His lengthy argument is a red herring. It is not per se “inflationary” because it is not adding any money into the system. It’s not in net putting more money in people’s pockets. It takes it out first. This isn’t printing more money or borrowing from the future with even more deficit.
It takes money out, lots of it, by way of VAT (a 10% increase of the costs of goods and services, inclusive of impacts on food like fresh vegetables trucked in, and clothing), and then puts it back in, more over current baseline to the wealthier half, less over the current baseline to the lower half, least of all to the lowest 20%.
Clearly not. It stacks the playing field further to the wealthier group’s advantage.
Yang is very straightforward about this actually. Those who do not get any benefits currently, mostly the upper half of income households, will see an increase of $12K a year per individual over 18 in the household, and pay a share of it back in increased goods and services costs. If OTOH you currently get benefits, which most households in the lower half do, you won’t end up seeing an increase of $12K a year per individual over 18 in household (much worse impact for household headed by single parents with kids than ones who have been two adult homes) over now, some maybe none at all, but you will also still pay the same burden of VAT raising the prices of goods and services.
The vast majority of the 4th decile and below gets some safety net benefits currently and would see less than a $12K/yr/adult over 18. Even the 5th decile has more than half. And this is just for those who are non-elderly with children without disability!
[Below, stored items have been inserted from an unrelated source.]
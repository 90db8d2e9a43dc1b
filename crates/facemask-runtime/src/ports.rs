//! Ports - the external collaborators the loop drives
//!
//! Both traits are implemented outside this crate: by a camera/decoder
//! binding and a landmark model in production, by scripted fakes in tests.

use async_trait::async_trait;

use facemask_core::{FaceRecord, FacemaskResult, FrameSize, VideoFrame};

/// Face landmark detector
///
/// Owned by the pipeline, which calls `init` once before the first frame
/// and `dispose` once on teardown.
#[async_trait]
pub trait LandmarkSource: Send {
    /// Load model weights and warm up
    async fn init(&mut self) -> FacemaskResult<()>;

    /// Detect faces in one frame. An empty vec means no faces.
    async fn detect(&mut self, frame: &VideoFrame) -> FacemaskResult<Vec<FaceRecord>>;

    /// Release model resources
    fn dispose(&mut self) {}
}

/// Live video source
#[async_trait]
pub trait VideoSource: Send {
    /// Attach the stream. Resolves once frame dimensions are known.
    async fn attach(&mut self) -> FacemaskResult<FrameSize>;

    /// Whether the current frame can be decoded
    fn is_ready(&self) -> bool;

    /// The current decoded frame, `None` if not decodable yet
    fn current_frame(&mut self) -> Option<VideoFrame>;
}
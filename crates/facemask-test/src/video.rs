//! Synthetic video source

use std::cell::Cell;
use std::collections::VecDeque;

use async_trait::async_trait;

use facemask_core::{FacemaskError, FacemaskResult, FrameSize, VideoFrame};
use facemask_runtime::VideoSource;

/// Video source producing blank frames of a configurable size
pub struct SyntheticVideo {
    size: FrameSize,
    /// Readiness checks still to be answered "not decodable"
    warmup: Cell<u32>,
    /// Size changes applied one per produced frame, front first
    resolution_changes: VecDeque<FrameSize>,
    attach_error: Option<String>,
    sequence: u64,
}

impl SyntheticVideo {
    pub fn new(size: FrameSize) -> Self {
        SyntheticVideo {
            size,
            warmup: Cell::new(0),
            resolution_changes: VecDeque::new(),
            attach_error: None,
            sequence: 0,
        }
    }

    /// 640x480, the usual webcam default
    pub fn vga() -> Self {
        Self::new(FrameSize::new(640, 480))
    }

    /// First `frames` readiness checks report no decodable frame
    pub fn with_warmup(self, frames: u32) -> Self {
        self.warmup.set(frames);
        self
    }

    /// Switch to `size` starting with the next produced frame
    pub fn change_resolution(&mut self, size: FrameSize) {
        self.resolution_changes.push_back(size);
    }

    /// `attach` rejects (e.g. camera permission denied)
    pub fn failing_attach(mut self, error: &str) -> Self {
        self.attach_error = Some(error.to_string());
        self
    }

    pub fn size(&self) -> FrameSize {
        self.size
    }

    pub fn frames_produced(&self) -> u64 {
        self.sequence
    }
}

#[async_trait]
impl VideoSource for SyntheticVideo {
    async fn attach(&mut self) -> FacemaskResult<FrameSize> {
        match &self.attach_error {
            Some(e) => Err(FacemaskError::Initialization(e.clone())),
            None => Ok(self.size),
        }
    }

    fn is_ready(&self) -> bool {
        let remaining = self.warmup.get();
        if remaining > 0 {
            self.warmup.set(remaining - 1);
            return false;
        }
        true
    }

    fn current_frame(&mut self) -> Option<VideoFrame> {
        if self.warmup.get() > 0 {
            return None;
        }
        if let Some(size) = self.resolution_changes.pop_front() {
            self.size = size;
        }
        self.sequence += 1;
        Some(VideoFrame::blank(self.sequence, self.size))
    }
}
Add in those whose current safety net, that this is proposed to replace, is from Federal disability payments, another 14 million Americans on disability, and it is even worse. These 14 million disabled Americans also pay their share of the 10% VAT (by way of increased cost for goods and services), but would not get the same net return.
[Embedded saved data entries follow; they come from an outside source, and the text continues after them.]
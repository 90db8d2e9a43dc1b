//! Tracing setup

use tracing_subscriber::layer::SubscriberExt;
use tracing_subscriber::util::SubscriberInitExt;
use tracing_subscriber::{fmt, EnvFilter};

use facemask_core::{FacemaskError, FacemaskResult};

/// Log line format
#[derive(Debug, Clone, Copy, PartialEq, Eq, Default)]
pub enum LogFormat {
    #[default]
    Pretty,
    Json,
}

/// Install the global subscriber. `RUST_LOG` overrides `default_filter`.
/// Fails if a global subscriber is already set.
pub fn init_tracing(format: LogFormat, default_filter: &str) -> FacemaskResult<()> {
    let filter =
        EnvFilter::try_from_default_env().unwrap_or_else(|_| EnvFilter::new(default_filter));
    let registry = tracing_subscriber::registry().with(filter);

    let result = match format {
        LogFormat::Pretty => registry.with(fmt::layer().with_target(false)).try_init(),
        LogFormat::Json => registry.with(fmt::layer().json()).try_init(),
    };
    result.map_err(|e| FacemaskError::Initialization(e.to_string()))
}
Actually they would be paying for the VAT and getting no benefit UBI at all as they’d be idiots to trade disability payments for it:
It’s not great but it’s less poor than trying to live off $12K/yr would be.
Yang’s proposal would increase wealth inequality. It’s a horrible idea.
I’m well acquainted with VAT, as I’ve lived with it for more than a dozen years. It’s applied at various rates to various commodities and I’m comfortable with the benefit it provides in terms of funding for the social safety net. A 10% VAT is half what I’m used to, but thanks for your explanation of what it means and how it works because most Americans reading this thread won’t have experience with it. Bottom line, you get used to paying a bit more for stuff, life goes on, and in exchange people have access to healthcare. It’s a good trade-off. In the US the trade would be for UBI but it’s the same principle.
With respect to UBI, I think it’s a bit unfair to evaluate it as an anti-poverty program because that’s not what it purports to be. I’m not an economist, but to me it seems more like an economic-acceleration plan or a there’s-a-huge-structural-economic-disruption-we-need-to-avert plan. UBI is aimed squarely at otherwise employable people whose jobs are at risk of being automated away. Every other adult just happens to have the ability to opt in if they so choose, and we expect most will because it’s free money. It’s not a panacea and it’s not designed with solving poverty or disability in mind, so to claim it doesn’t is, well, accurate but not really getting the point of it.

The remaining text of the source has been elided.